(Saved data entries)
= Beginning of Section =

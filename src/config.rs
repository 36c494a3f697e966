use std::env;
use std::path::PathBuf;
use std::time::Duration;

use crate::client::http_intake::DEFAULT_BASE_URL;
use crate::speech::RecognitionSettings;

const DEFAULT_SIMULATED_DELAY_MS: u64 = 1000;
const DEFAULT_SPEECH_LANG: &str = "en-US";
const STATE_DIR: &str = "claim-intake";
const TERMS_FILE: &str = "terms.json";

#[derive(Debug, thiserror::Error)]
pub enum ConfigError {
    #[error("Invalid value for {name}: '{value}'")]
    Invalid { name: &'static str, value: String },
    #[error("Could not determine a config directory; set TERMS_STATE_PATH")]
    NoStateDir,
}

/// Settings read from the environment (and `.env`).
#[derive(Debug, Clone)]
pub struct AppConfig {
    pub intake_base_url: String,
    pub terms_state_path: PathBuf,
    pub simulated_reply_delay: Duration,
    pub speech_language: String,
}

impl AppConfig {
    /// Loads `.env` when present, then reads process environment.
    pub fn from_env() -> Result<Self, ConfigError> {
        dotenvy::dotenv().ok();
        Self::from_lookup(|name| env::var(name).ok())
    }

    pub fn from_lookup(lookup: impl Fn(&str) -> Option<String>) -> Result<Self, ConfigError> {
        let intake_base_url =
            lookup("INTAKE_API_BASE_URL").unwrap_or_else(|| DEFAULT_BASE_URL.to_string());

        let terms_state_path = match lookup("TERMS_STATE_PATH") {
            Some(path) => PathBuf::from(path),
            None => dirs::config_dir()
                .ok_or(ConfigError::NoStateDir)?
                .join(STATE_DIR)
                .join(TERMS_FILE),
        };

        let simulated_reply_delay = match lookup("SIMULATED_REPLY_DELAY_MS") {
            Some(raw) => raw
                .trim()
                .parse::<u64>()
                .map(Duration::from_millis)
                .map_err(|_| ConfigError::Invalid { name: "SIMULATED_REPLY_DELAY_MS", value: raw })?,
            None => Duration::from_millis(DEFAULT_SIMULATED_DELAY_MS),
        };

        let speech_language =
            lookup("SPEECH_LANG").unwrap_or_else(|| DEFAULT_SPEECH_LANG.to_string());

        Ok(Self { intake_base_url, terms_state_path, simulated_reply_delay, speech_language })
    }

    pub fn recognition_settings(&self) -> RecognitionSettings {
        RecognitionSettings { language: self.speech_language.clone(), ..RecognitionSettings::default() }
    }
}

= End of Section =

### [Prompt]
From the records above, tally every line that includes the word "Debug" and reply with the total by itself.

### [Answer section]
2